Ich werde nie vergessen, wie ich diesen Satz in einem Gespräch mit Hitzfeld sprach. Ich hatte die Ehre ihn zu interviewen und war entsprechend ehrfürchtig, als ich mich mit dem großen Championsleague-Trainer unterhielt. Eine beeindruckende Persönlichkeit - und das sage ich selten über eine Person, die einmal Trainer des FC Bayern München war. Weil ich auch einmal etwas Intelligentes sagen wollte, sprach ich zu einem Zeitpunkt, der halbwegs passte: „Glück und Pech gleichen sich ja in einer Saison aus.“ „Nein“, belehrte mich der große Meister und erzählte mir von großen Mannschaften, die er trainierte, aber nicht immer dann die Meisterschaft holte, wenn sie am besten spielten. „Nehmen Sie zum Beispiel Freiburg und Stuttgart“, zitierte er damals vor drei Jahren ein aktuelles Beispiel. „Freiburg und Stuttgart spielen einen ausgezeichneten Fußball. Und wo stehen sie? Unten drin. Völlig unverdient.“ So sprach Hitzfeld. Freiburg stieg tatsächlich ab. Stuttgart spielte immer schlechter - und konnte die Klasse trotzdem halten. Freiburgs Abstieg und Stuttgarts Klassenerhalt waren zwar kein reiner Zufall. Aber Glück und Pech spielten eine Rolle.
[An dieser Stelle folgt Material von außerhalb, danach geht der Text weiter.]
//! Error types for the order desk.

use chrono::{DateTime, Utc};
use uuid::Uuid;

use crate::orders::model::OrderState;

/// Top-level error type.
#[derive(Debug, thiserror::Error)]
pub enum Error {
    #[error("Configuration error: {0}")]
    Config(#[from] ConfigError),

    #[error("Validation error: {0}")]
    Validation(#[from] ValidationError),

    #[error("Transition error: {0}")]
    Transition(#[from] TransitionError),

    #[error("Store error: {0}")]
    Store(#[from] StoreError),
}

/// Configuration-related errors.
#[derive(Debug, thiserror::Error)]
pub enum ConfigError {
    #[error("Invalid configuration value for {key}: {message}")]
    InvalidValue { key: String, message: String },

    #[error("Routing table is empty")]
    EmptyRoutingTable,

    #[error("Duplicate routing rule name: {0}")]
    DuplicateRule(String),
}

/// Malformed input, rejected before any mutation.
#[derive(Debug, thiserror::Error)]
pub enum ValidationError {
    #[error("Missing required field: {0}")]
    MissingField(&'static str),

    #[error("Invalid sender address: {0}")]
    InvalidSender(String),

    #[error("Order has no line items")]
    EmptyLineItems,

    #[error("Line item {sku} has invalid quantity {quantity}")]
    InvalidQuantity { sku: String, quantity: u32 },

    #[error("Line item has an empty SKU")]
    EmptySku,

    #[error("Timestamp {0} is out of range")]
    InvalidTimestamp(DateTime<Utc>),

    #[error("Message {0} already ingested")]
    DuplicateMessage(Uuid),

    #[error("Message {id} is already {stage}; cannot apply {step}")]
    OutOfOrder {
        id: Uuid,
        stage: &'static str,
        step: &'static str,
    },

    #[error("Could not parse raw message: {0}")]
    Unparseable(String),
}

/// State machine rule violations and lookups.
#[derive(Debug, thiserror::Error)]
pub enum TransitionError {
    #[error("Order {order_id} not found")]
    NotFound { order_id: Uuid },

    #[error("Order {order_id} cannot transition from {from} to {to}: {reason}")]
    Illegal {
        order_id: Uuid,
        from: OrderState,
        to: OrderState,
        reason: &'static str,
    },
}

impl TransitionError {
    /// Short machine-readable label for API responses.
    pub fn kind(&self) -> &'static str {
        match self {
            Self::NotFound { .. } => "not_found",
            Self::Illegal { .. } => "illegal_transition",
        }
    }
}

/// Repository errors.
#[derive(Debug, thiserror::Error)]
pub enum StoreError {
    #[error("Entity not found: {entity} with id {id}")]
    NotFound { entity: &'static str, id: Uuid },

    #[error("Entity already exists: {entity} with id {id}")]
    Duplicate { entity: &'static str, id: Uuid },
}

/// Result type alias for the order desk.
pub type Result<T> = std::result::Result<T, Error>;

#[cfg(test)]
mod tests {
    use super::*;

    #[test]
    fn illegal_transition_message_names_both_states() {
        let err = TransitionError::Illegal {
            order_id: Uuid::nil(),
            from: OrderState::Closed,
            to: OrderState::Shipped,
            reason: "order is in a terminal state",
        };
        let msg = err.to_string();
        assert!(msg.contains("CLOSED"));
        assert!(msg.contains("SHIPPED"));
        assert_eq!(err.kind(), "illegal_transition");
    }

    #[test]
    fn validation_converts_into_top_level() {
        let err: Error = ValidationError::EmptyLineItems.into();
        assert!(matches!(err, Error::Validation(ValidationError::EmptyLineItems)));
    }
}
„Das haben wir uns verdient,“ lassen wir uns also besser von Grooveminister vorsingen als von Spielern, Trainern oder Managern nach dem Spiel eigenlobvorhudeln. Selbst bei neutralen Beobachtern erzählt das „Verdient“-Attribut mehr über ihre eigene Weltsicht als über das Spiel. Zu loben ist dagegen Kai Dittmann, der nach der ersten Halbzeit Leverkusen gegen Gladbach am Wochenende messerscharf analysierte, dass Gladbach lediglich bei zwei Ecken nicht aufgepasst hätte und deshalb mit 2:0 hinten lag. Und sogar am Ende der Begegnung, als Gladbach noch mit 3:2 gewann, sprach er nicht davon, dass der Sieg verdient gewesen wäre. Diese Diagnose überließ er souverän einem Anderen. Am Expertentisch saß Deutschlands führender Welterklärer Lothar Matthäus.